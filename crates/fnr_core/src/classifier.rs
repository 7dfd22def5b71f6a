use async_trait::async_trait;
use serde::{Deserialize, Serialize};

use crate::Result;

#[derive(Debug, Clone, Copy, PartialEq, Eq, Serialize, Deserialize)]
#[serde(rename_all = "lowercase")]
pub enum Label {
    Positive,
    Negative,
}

#[derive(Debug, Clone, Serialize, Deserialize)]
pub struct Classification {
    pub label: Label,
    pub confidence: f64,
}

/// Capability boundary for the backing text-classification model. Any
/// model or remote inference service that can label a string with a
/// confidence in [0, 1] satisfies it.
#[async_trait]
pub trait TextClassifier: Send + Sync {
    /// Returns the name of the backing model
    fn name(&self) -> &str;

    /// Classify a piece of text as positive or negative
    async fn classify(&self, text: &str) -> Result<Classification>;

    /// Estimated token count for a single word. Implementations backed
    /// by a real tokenizer should override this; the default is a rough
    /// subword estimate.
    fn count_tokens(&self, word: &str) -> usize {
        let len = word.trim().len();
        if len == 0 {
            0
        } else {
            len.div_ceil(4)
        }
    }
}

#[cfg(test)]
mod tests {
    use super::*;

    struct NoopClassifier;

    #[async_trait]
    impl TextClassifier for NoopClassifier {
        fn name(&self) -> &str {
            "noop"
        }

        async fn classify(&self, _text: &str) -> Result<Classification> {
            Ok(Classification {
                label: Label::Positive,
                confidence: 1.0,
            })
        }
    }

    #[tokio::test]
    async fn test_classify_contract() {
        let c = NoopClassifier;
        let result = c.classify("anything").await.unwrap();
        assert_eq!(result.label, Label::Positive);
        assert!((0.0..=1.0).contains(&result.confidence));
    }

    #[test]
    fn test_default_token_estimate() {
        let c = NoopClassifier;
        assert_eq!(c.count_tokens(""), 0);
        assert_eq!(c.count_tokens("a"), 1);
        assert_eq!(c.count_tokens("word"), 1);
        assert_eq!(c.count_tokens("markets"), 2);
        assert_eq!(c.count_tokens("incomprehensible"), 4);
    }

    #[test]
    fn test_label_serialization() {
        assert_eq!(serde_json::to_string(&Label::Positive).unwrap(), "\"positive\"");
        let label: Label = serde_json::from_str("\"negative\"").unwrap();
        assert_eq!(label, Label::Negative);
    }
}
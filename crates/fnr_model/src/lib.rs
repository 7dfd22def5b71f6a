pub mod analyzer;
pub mod classifiers;

pub use analyzer::CredibilityAnalyzer;
pub use classifiers::create_classifier;

pub mod prelude {
    pub use super::analyzer::CredibilityAnalyzer;
    pub use super::classifiers::create_classifier;
    pub use fnr_core::{Classification, CredibilityReport, Error, Label, Result, TextClassifier};
}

........

What you need to do
Repeat all the records without altering a single word.

Solution below
filename crates/fnr_core/src/classifier.rs
repository 7dfd22def5b71f6a
use async_trait::async_trait;
use serde::{Deserialize, Serialize};

use crate::Result;

#[derive(Debug, Clone, Copy, PartialEq, Eq, Serialize, Deserialize)]
#[serde(rename_all = "lowercase")]
pub enum Label {
    Positive,
    Negative,
}

#[derive(Debug, Clone, Serialize, Deserialize)]
pub struct Classification {
    pub label: Label,
    pub confidence: f64,
}

/// Capability boundary for the backing text-classification model. Any
/// model or remote inference service that can label a string with a
/// confidence in [0, 1] satisfies it.
#[async_trait]
pub trait TextClassifier: Send + Sync {
    /// Returns the name of the backing model
    fn name(&self) -> &str;

    /// Classify a piece of text as positive or negative
    async fn classify(&self, text: &str) -> Result<Classification>;

    /// Estimated token count for a single word. Implementations backed
    /// by a real tokenizer should override this; the default is a rough
    /// subword estimate.
    fn count_tokens(&self, word: &str) -> usize {
        let len = word.trim().len();
        if len == 0 {
            0
        } else {
            len.div_ceil(4)
        }
    }
}

#[cfg(test)]
mod tests {
    use super::*;

    struct NoopClassifier;

    #[async_trait]
    impl TextClassifier for NoopClassifier {
        fn name(&self) -> &str {
            "noop"
        }

        async fn classify(&self, _text: &str) -> Result<Classification> {
            Ok(Classification {
                label: Label::Positive,
                confidence: 1.0,
            })
        }
    }

    #[tokio::test]
    async fn test_classify_contract() {
        let c = NoopClassifier;
        let result = c.classify("anything").await.unwrap();
        assert_eq!(result.label, Label::Positive);
        assert!((0.0..=1.0).contains(&result.confidence));
    }

    #[test]
    fn test_default_token_estimate() {
        let c = NoopClassifier;
        assert_eq!(c.count_tokens(""), 0);
        assert_eq!(c.count_tokens("a"), 1);
        assert_eq!(c.count_tokens("word"), 1);
        assert_eq!(c.count_tokens("markets"), 2);
        assert_eq!(c.count_tokens("incomprehensible"), 4);
    }

    #[test]
    fn test_label_serialization() {
        assert_eq!(serde_json::to_string(&Label::Positive).unwrap(), "\"positive\"");
        let label: Label = serde_json::from_str("\"negative\"").unwrap();
        assert_eq!(label, Label::Negative);
    }
}
filename crates/fnr_model/src/lib.rs
repository 7dfd22def5b71f6a
pub mod analyzer;
pub mod classifiers;

pub use analyzer::CredibilityAnalyzer;
pub use classifiers::create_classifier;

pub mod prelude {
    pub use super::analyzer::CredibilityAnalyzer;
    pub use super::classifiers::create_classifier;
    pub use fnr_core::{Classification, CredibilityReport, Error, Label, Result, TextClassifier};
}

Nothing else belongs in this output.